**Exercise material**:
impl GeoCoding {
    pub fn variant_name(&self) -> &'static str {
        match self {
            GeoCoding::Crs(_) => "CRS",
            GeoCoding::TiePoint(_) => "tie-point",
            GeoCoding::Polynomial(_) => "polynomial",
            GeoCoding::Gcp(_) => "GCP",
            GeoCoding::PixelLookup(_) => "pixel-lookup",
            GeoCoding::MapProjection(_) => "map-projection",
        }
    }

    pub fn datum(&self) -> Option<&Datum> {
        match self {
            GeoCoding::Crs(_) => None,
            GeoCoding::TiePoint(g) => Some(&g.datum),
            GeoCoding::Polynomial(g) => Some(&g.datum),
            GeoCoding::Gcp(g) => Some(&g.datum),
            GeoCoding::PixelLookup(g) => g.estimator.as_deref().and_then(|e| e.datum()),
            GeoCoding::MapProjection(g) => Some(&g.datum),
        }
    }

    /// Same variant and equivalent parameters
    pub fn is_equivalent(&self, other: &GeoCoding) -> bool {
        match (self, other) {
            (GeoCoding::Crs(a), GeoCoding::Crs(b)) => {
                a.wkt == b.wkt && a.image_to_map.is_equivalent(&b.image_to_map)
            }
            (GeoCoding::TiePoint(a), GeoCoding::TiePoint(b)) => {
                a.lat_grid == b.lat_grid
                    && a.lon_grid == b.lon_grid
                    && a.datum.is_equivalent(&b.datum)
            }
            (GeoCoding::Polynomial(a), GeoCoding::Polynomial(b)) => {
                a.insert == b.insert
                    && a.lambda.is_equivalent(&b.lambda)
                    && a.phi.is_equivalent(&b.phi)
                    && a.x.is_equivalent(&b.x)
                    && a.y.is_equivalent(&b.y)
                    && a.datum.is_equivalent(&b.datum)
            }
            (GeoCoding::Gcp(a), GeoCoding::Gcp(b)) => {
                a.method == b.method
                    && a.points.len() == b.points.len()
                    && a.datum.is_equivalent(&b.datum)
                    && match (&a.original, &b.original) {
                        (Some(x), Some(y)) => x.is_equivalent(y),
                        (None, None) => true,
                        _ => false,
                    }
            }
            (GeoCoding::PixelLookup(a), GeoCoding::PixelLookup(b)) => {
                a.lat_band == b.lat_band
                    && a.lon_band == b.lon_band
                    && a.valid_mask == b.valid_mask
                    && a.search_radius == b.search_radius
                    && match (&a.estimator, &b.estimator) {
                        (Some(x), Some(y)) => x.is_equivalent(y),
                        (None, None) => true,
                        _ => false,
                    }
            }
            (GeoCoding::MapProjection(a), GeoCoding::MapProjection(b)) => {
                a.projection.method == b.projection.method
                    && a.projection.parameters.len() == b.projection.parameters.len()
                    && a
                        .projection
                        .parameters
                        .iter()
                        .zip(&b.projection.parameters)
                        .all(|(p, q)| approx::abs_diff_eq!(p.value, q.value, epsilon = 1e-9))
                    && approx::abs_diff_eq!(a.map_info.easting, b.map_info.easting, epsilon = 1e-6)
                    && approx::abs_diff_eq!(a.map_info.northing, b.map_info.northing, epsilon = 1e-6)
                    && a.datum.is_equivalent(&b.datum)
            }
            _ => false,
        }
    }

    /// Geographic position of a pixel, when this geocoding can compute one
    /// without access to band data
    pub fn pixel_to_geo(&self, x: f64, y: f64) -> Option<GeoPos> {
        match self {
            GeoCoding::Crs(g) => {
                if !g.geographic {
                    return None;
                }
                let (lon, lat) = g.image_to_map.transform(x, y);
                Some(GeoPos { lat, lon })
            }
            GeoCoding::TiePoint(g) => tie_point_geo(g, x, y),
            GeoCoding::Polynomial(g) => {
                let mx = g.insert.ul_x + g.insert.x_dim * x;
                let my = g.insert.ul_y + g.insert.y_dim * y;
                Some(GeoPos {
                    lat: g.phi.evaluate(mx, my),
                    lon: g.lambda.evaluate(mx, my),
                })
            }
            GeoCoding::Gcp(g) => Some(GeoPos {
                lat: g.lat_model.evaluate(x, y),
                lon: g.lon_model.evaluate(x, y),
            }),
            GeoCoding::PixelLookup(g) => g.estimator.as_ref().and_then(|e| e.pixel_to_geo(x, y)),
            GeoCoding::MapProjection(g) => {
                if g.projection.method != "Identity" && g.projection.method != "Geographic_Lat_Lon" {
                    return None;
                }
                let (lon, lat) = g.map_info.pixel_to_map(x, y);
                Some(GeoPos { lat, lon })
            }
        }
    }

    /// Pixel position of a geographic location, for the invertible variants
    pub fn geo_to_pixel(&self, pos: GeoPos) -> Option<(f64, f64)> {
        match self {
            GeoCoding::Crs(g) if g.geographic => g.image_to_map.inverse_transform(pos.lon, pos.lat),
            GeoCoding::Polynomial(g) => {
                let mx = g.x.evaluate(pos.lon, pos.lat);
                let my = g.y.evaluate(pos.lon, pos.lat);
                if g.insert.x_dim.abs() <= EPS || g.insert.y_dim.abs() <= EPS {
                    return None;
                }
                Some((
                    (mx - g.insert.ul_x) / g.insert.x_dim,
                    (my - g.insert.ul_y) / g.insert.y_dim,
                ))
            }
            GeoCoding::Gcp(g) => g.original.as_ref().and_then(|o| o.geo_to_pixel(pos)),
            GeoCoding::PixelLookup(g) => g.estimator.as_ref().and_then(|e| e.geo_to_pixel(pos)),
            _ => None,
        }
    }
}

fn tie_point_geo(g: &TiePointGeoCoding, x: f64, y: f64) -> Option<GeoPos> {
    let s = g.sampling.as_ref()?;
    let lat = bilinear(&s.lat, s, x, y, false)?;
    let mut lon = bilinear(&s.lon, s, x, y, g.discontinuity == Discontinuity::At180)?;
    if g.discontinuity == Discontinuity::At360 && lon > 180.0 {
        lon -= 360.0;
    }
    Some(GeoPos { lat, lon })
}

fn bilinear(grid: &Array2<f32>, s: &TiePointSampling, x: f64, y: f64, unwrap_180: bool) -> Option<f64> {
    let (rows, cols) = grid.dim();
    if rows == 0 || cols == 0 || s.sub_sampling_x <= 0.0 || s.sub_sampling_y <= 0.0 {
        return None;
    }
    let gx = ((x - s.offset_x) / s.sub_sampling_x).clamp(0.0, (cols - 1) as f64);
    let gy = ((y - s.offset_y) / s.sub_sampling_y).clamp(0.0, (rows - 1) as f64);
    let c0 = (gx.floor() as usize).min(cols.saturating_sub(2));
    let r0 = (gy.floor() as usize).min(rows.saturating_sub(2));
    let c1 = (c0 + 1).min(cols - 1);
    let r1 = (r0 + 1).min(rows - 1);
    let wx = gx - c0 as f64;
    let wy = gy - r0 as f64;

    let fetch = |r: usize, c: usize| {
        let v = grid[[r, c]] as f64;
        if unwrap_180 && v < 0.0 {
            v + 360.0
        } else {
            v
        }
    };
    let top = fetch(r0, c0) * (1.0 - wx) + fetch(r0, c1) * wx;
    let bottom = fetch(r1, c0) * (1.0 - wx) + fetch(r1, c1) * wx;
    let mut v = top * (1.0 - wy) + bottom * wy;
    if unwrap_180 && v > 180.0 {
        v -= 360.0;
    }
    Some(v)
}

**What this task involves**:
Reproduce each of the records word for word.

**The answer**:
impl GeoCoding {
    pub fn variant_name(&self) -> &'static str {
        match self {
            GeoCoding::Crs(_) => "CRS",
            GeoCoding::TiePoint(_) => "tie-point",
            GeoCoding::Polynomial(_) => "polynomial",
            GeoCoding::Gcp(_) => "GCP",
            GeoCoding::PixelLookup(_) => "pixel-lookup",
            GeoCoding::MapProjection(_) => "map-projection",
        }
    }

    pub fn datum(&self) -> Option<&Datum> {
        match self {
            GeoCoding::Crs(_) => None,
            GeoCoding::TiePoint(g) => Some(&g.datum),
            GeoCoding::Polynomial(g) => Some(&g.datum),
            GeoCoding::Gcp(g) => Some(&g.datum),
            GeoCoding::PixelLookup(g) => g.estimator.as_deref().and_then(|e| e.datum()),
            GeoCoding::MapProjection(g) => Some(&g.datum),
        }
    }

    /// Same variant and equivalent parameters
    pub fn is_equivalent(&self, other: &GeoCoding) -> bool {
        match (self, other) {
            (GeoCoding::Crs(a), GeoCoding::Crs(b)) => {
                a.wkt == b.wkt && a.image_to_map.is_equivalent(&b.image_to_map)
            }
            (GeoCoding::TiePoint(a), GeoCoding::TiePoint(b)) => {
                a.lat_grid == b.lat_grid
                    && a.lon_grid == b.lon_grid
                    && a.datum.is_equivalent(&b.datum)
            }
            (GeoCoding::Polynomial(a), GeoCoding::Polynomial(b)) => {
                a.insert == b.insert
                    && a.lambda.is_equivalent(&b.lambda)
                    && a.phi.is_equivalent(&b.phi)
                    && a.x.is_equivalent(&b.x)
                    && a.y.is_equivalent(&b.y)
                    && a.datum.is_equivalent(&b.datum)
            }
            (GeoCoding::Gcp(a), GeoCoding::Gcp(b)) => {
                a.method == b.method
                    && a.points.len() == b.points.len()
                    && a.datum.is_equivalent(&b.datum)
                    && match (&a.original, &b.original) {
                        (Some(x), Some(y)) => x.is_equivalent(y),
                        (None, None) => true,
                        _ => false,
                    }
            }
            (GeoCoding::PixelLookup(a), GeoCoding::PixelLookup(b)) => {
                a.lat_band == b.lat_band
                    && a.lon_band == b.lon_band
                    && a.valid_mask == b.valid_mask
                    && a.search_radius == b.search_radius
                    && match (&a.estimator, &b.estimator) {
                        (Some(x), Some(y)) => x.is_equivalent(y),
                        (None, None) => true,
                        _ => false,
                    }
            }
            (GeoCoding::MapProjection(a), GeoCoding::MapProjection(b)) => {
                a.projection.method == b.projection.method
                    && a.projection.parameters.len() == b.projection.parameters.len()
                    && a
                        .projection
                        .parameters
                        .iter()
                        .zip(&b.projection.parameters)
                        .all(|(p, q)| approx::abs_diff_eq!(p.value, q.value, epsilon = 1e-9))
                    && approx::abs_diff_eq!(a.map_info.easting, b.map_info.easting, epsilon = 1e-6)
                    && approx::abs_diff_eq!(a.map_info.northing, b.map_info.northing, epsilon = 1e-6)
                    && a.datum.is_equivalent(&b.datum)
            }
            _ => false,
        }
    }

    /// Geographic position of a pixel, when this geocoding can compute one
    /// without access to band data
    pub fn pixel_to_geo(&self, x: f64, y: f64) -> Option<GeoPos> {
        match self {
            GeoCoding::Crs(g) => {
                if !g.geographic {
                    return None;
                }
                let (lon, lat) = g.image_to_map.transform(x, y);
                Some(GeoPos { lat, lon })
            }
            GeoCoding::TiePoint(g) => tie_point_geo(g, x, y),
            GeoCoding::Polynomial(g) => {
                let mx = g.insert.ul_x + g.insert.x_dim * x;
                let my = g.insert.ul_y + g.insert.y_dim * y;
                Some(GeoPos {
                    lat: g.phi.evaluate(mx, my),
                    lon: g.lambda.evaluate(mx, my),
                })
            }
            GeoCoding::Gcp(g) => Some(GeoPos {
                lat: g.lat_model.evaluate(x, y),
                lon: g.lon_model.evaluate(x, y),
            }),
            GeoCoding::PixelLookup(g) => g.estimator.as_ref().and_then(|e| e.pixel_to_geo(x, y)),
            GeoCoding::MapProjection(g) => {
                if g.projection.method != "Identity" && g.projection.method != "Geographic_Lat_Lon" {
                    return None;
                }
                let (lon, lat) = g.map_info.pixel_to_map(x, y);
                Some(GeoPos { lat, lon })
            }
        }
    }

    /// Pixel position of a geographic location, for the invertible variants
    pub fn geo_to_pixel(&self, pos: GeoPos) -> Option<(f64, f64)> {
        match self {
            GeoCoding::Crs(g) if g.geographic => g.image_to_map.inverse_transform(pos.lon, pos.lat),
            GeoCoding::Polynomial(g) => {
                let mx = g.x.evaluate(pos.lon, pos.lat);
                let my = g.y.evaluate(pos.lon, pos.lat);
                if g.insert.x_dim.abs() <= EPS || g.insert.y_dim.abs() <= EPS {
                    return None;
                }
                Some((
                    (mx - g.insert.ul_x) / g.insert.x_dim,
                    (my - g.insert.ul_y) / g.insert.y_dim,
                ))
            }
            GeoCoding::Gcp(g) => g.original.as_ref().and_then(|o| o.geo_to_pixel(pos)),
            GeoCoding::PixelLookup(g) => g.estimator.as_ref().and_then(|e| e.geo_to_pixel(pos)),
            _ => None,
        }
    }
}

fn tie_point_geo(g: &TiePointGeoCoding, x: f64, y: f64) -> Option<GeoPos> {
    let s = g.sampling.as_ref()?;
    let lat = bilinear(&s.lat, s, x, y, false)?;
    let mut lon = bilinear(&s.lon, s, x, y, g.discontinuity == Discontinuity::At180)?;
    if g.discontinuity == Discontinuity::At360 && lon > 180.0 {
        lon -= 360.0;
    }
    Some(GeoPos { lat, lon })
}

fn bilinear(grid: &Array2<f32>, s: &TiePointSampling, x: f64, y: f64, unwrap_180: bool) -> Option<f64> {
    let (rows, cols) = grid.dim();
    if rows == 0 || cols == 0 || s.sub_sampling_x <= 0.0 || s.sub_sampling_y <= 0.0 {
        return None;
    }
    let gx = ((x - s.offset_x) / s.sub_sampling_x).clamp(0.0, (cols - 1) as f64);
    let gy = ((y - s.offset_y) / s.sub_sampling_y).clamp(0.0, (rows - 1) as f64);
    let c0 = (gx.floor() as usize).min(cols.saturating_sub(2));
    let r0 = (gy.floor() as usize).min(rows.saturating_sub(2));
    let c1 = (c0 + 1).min(cols - 1);
    let r1 = (r0 + 1).min(rows - 1);
    let wx = gx - c0 as f64;
    let wy = gy - r0 as f64;

    let fetch = |r: usize, c: usize| {
        let v = grid[[r, c]] as f64;
        if unwrap_180 && v < 0.0 {
            v + 360.0
        } else {
            v
        }
    };
    let top = fetch(r0, c0) * (1.0 - wx) + fetch(r0, c1) * wx;
    let bottom = fetch(r1, c0) * (1.0 - wx) + fetch(r1, c1) * wx;
    let mut v = top * (1.0 - wy) + bottom * wy;
    if unwrap_180 && v > 180.0 {
        v -= 360.0;
    }
    Some(v)
}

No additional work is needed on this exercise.